• Exercise goal
When the line with "if !schema::table_exists(&mut tx, table).await?" appears below, start repeating lines exactly, and keep going through the line with "let fields: Vec<String>"; add nothing outside that span.

• Given data
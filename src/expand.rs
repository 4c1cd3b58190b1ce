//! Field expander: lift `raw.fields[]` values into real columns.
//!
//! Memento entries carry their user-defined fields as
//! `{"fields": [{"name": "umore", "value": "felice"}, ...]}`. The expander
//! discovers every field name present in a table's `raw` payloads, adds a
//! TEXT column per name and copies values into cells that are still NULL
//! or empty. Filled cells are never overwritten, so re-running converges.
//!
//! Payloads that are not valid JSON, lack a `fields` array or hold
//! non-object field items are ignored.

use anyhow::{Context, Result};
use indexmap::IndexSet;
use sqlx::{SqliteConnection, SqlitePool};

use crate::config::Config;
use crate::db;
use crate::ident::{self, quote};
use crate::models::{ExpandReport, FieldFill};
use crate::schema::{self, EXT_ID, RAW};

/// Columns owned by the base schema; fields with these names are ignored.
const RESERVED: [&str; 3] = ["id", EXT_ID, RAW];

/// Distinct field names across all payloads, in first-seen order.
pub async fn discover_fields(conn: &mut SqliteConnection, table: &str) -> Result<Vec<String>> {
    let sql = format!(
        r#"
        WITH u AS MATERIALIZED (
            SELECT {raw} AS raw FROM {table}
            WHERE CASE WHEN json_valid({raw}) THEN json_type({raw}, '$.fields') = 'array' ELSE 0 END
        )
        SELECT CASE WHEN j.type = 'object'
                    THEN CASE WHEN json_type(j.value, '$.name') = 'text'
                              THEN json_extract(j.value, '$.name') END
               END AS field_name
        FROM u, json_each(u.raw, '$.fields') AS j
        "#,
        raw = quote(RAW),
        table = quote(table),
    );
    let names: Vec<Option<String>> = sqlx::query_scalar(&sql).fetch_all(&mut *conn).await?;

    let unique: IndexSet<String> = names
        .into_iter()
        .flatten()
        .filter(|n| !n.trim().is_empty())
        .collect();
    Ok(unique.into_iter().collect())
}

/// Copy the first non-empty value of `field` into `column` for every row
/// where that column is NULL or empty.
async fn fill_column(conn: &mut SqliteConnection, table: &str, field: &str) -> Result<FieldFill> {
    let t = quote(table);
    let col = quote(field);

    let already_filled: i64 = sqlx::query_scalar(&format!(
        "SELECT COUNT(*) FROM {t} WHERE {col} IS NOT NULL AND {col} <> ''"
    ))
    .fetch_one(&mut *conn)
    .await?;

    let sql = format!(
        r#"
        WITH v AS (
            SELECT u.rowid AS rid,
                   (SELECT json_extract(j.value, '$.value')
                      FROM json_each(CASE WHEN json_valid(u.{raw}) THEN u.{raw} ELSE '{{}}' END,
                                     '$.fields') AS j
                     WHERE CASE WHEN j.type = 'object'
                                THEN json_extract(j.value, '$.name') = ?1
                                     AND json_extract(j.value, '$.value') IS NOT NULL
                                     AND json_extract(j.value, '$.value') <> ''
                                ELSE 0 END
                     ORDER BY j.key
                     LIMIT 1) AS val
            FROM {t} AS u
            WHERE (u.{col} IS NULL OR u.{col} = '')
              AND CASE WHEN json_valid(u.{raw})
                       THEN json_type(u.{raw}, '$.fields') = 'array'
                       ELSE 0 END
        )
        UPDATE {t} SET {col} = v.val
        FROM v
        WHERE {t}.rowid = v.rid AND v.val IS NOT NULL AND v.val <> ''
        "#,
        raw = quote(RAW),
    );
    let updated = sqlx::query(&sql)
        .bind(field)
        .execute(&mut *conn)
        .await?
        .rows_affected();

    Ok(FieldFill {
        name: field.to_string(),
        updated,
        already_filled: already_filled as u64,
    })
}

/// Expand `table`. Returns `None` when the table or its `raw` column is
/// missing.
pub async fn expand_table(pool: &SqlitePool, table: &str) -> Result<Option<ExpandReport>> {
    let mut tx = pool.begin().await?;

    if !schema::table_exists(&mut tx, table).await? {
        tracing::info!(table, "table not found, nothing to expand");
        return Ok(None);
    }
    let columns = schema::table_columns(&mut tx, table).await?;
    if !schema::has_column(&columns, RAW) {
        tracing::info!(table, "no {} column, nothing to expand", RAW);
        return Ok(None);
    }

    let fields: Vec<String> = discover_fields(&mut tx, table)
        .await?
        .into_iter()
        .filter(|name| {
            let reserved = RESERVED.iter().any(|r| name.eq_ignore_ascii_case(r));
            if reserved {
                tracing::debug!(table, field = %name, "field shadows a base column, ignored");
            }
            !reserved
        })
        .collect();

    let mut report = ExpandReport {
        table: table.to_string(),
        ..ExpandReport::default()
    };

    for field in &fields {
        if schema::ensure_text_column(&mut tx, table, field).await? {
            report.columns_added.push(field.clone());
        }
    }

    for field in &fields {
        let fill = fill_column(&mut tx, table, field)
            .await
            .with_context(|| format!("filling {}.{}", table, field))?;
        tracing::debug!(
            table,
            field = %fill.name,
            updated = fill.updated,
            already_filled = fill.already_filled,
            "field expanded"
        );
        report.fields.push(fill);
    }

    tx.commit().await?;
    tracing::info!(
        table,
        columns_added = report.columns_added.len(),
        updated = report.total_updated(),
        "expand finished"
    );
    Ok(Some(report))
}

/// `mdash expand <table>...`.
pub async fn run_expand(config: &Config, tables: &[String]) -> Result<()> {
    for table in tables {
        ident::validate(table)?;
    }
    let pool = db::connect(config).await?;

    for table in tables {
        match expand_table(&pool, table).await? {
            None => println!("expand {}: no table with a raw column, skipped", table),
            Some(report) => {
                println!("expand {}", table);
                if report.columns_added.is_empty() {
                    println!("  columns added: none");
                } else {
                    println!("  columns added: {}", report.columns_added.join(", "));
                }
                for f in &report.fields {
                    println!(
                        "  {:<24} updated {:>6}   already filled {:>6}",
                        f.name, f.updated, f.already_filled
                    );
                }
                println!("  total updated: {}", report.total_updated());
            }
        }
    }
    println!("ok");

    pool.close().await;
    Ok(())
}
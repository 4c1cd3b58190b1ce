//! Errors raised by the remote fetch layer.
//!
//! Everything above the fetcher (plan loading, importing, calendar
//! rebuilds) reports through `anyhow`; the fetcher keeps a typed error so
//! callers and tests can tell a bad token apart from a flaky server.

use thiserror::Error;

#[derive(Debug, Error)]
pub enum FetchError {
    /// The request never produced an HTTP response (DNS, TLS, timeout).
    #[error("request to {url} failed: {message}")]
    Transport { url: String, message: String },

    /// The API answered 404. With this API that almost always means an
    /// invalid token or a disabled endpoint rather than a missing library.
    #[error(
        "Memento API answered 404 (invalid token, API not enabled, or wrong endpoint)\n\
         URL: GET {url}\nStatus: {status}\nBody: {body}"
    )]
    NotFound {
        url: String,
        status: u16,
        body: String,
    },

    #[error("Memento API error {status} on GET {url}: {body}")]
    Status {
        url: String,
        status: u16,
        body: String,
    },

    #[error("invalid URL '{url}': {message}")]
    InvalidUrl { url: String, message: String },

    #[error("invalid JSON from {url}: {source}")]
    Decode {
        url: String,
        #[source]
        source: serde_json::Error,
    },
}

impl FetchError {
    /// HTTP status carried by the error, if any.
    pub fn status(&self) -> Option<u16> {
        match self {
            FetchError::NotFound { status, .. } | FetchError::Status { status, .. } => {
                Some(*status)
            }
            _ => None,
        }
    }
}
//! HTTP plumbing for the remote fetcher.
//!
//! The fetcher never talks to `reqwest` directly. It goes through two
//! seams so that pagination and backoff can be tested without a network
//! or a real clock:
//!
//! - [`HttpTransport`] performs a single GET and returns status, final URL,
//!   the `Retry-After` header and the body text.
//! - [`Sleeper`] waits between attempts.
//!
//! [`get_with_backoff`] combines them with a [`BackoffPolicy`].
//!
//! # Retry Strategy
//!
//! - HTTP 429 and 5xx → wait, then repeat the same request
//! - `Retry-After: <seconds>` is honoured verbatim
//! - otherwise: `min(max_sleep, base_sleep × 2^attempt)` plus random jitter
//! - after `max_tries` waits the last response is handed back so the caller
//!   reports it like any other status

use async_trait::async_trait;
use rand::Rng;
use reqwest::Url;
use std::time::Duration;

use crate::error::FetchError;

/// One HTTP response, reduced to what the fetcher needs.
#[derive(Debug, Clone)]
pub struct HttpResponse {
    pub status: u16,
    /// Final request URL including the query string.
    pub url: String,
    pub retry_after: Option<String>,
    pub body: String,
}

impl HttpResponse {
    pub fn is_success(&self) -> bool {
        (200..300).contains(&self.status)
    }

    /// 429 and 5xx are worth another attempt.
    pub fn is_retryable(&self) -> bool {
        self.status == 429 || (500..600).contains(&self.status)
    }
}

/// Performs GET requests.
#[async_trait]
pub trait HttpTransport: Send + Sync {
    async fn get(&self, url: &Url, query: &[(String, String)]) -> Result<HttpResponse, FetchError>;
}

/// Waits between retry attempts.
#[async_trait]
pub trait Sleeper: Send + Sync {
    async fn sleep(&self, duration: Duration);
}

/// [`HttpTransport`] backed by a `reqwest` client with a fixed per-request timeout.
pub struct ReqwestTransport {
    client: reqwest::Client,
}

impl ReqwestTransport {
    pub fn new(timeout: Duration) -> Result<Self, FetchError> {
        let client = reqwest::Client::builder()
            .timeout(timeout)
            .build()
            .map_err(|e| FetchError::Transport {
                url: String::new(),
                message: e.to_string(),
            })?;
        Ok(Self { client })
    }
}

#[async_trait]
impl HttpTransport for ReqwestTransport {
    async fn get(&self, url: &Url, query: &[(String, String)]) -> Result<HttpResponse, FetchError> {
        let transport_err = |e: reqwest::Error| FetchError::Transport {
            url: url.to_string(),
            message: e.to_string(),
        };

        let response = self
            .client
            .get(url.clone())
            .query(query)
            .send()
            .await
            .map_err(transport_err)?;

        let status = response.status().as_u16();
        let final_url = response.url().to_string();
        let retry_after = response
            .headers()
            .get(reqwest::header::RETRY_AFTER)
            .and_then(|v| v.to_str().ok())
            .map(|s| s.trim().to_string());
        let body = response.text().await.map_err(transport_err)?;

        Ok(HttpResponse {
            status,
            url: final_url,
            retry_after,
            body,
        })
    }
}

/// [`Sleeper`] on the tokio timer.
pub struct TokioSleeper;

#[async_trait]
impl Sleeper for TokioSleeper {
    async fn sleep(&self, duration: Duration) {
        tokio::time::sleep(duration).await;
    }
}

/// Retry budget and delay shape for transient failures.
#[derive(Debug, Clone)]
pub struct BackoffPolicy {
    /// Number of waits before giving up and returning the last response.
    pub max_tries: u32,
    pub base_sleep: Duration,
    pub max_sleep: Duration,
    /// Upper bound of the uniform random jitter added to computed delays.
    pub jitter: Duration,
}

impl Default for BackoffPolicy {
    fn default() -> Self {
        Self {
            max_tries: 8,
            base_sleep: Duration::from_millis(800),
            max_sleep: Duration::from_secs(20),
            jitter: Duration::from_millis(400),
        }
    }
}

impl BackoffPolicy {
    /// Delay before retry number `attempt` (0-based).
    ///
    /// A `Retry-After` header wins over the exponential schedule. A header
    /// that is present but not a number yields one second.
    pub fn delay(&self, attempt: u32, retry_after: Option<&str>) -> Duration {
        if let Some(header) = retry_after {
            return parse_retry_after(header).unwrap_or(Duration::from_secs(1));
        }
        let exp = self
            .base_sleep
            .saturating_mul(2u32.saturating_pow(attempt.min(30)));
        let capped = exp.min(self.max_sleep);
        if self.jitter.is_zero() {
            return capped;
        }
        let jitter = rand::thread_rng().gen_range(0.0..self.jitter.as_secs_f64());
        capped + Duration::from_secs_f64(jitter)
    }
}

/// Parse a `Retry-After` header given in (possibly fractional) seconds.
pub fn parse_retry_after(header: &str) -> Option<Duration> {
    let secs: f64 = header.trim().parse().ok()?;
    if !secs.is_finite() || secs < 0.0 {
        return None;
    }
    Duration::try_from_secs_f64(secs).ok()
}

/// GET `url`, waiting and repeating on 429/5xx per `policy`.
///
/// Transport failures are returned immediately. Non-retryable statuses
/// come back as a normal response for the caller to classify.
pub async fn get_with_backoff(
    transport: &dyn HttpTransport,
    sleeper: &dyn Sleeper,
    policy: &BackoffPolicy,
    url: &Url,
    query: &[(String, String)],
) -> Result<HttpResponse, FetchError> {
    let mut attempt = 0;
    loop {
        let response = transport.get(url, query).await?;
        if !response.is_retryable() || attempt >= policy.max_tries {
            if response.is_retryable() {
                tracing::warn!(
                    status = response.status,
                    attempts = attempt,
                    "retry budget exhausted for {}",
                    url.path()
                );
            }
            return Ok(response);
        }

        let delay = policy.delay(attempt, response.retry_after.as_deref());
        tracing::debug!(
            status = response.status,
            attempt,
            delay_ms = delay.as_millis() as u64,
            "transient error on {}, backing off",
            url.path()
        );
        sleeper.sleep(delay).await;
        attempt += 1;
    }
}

• Result
    if !schema::table_exists(&mut tx, table).await? {
        tracing::info!(table, "table not found, nothing to expand");
        return Ok(None);
    }
    let columns = schema::table_columns(&mut tx, table).await?;
    if !schema::has_column(&columns, RAW) {
        tracing::info!(table, "no {} column, nothing to expand", RAW);
        return Ok(None);
    }

    let fields: Vec<String> = discover_fields(&mut tx, table)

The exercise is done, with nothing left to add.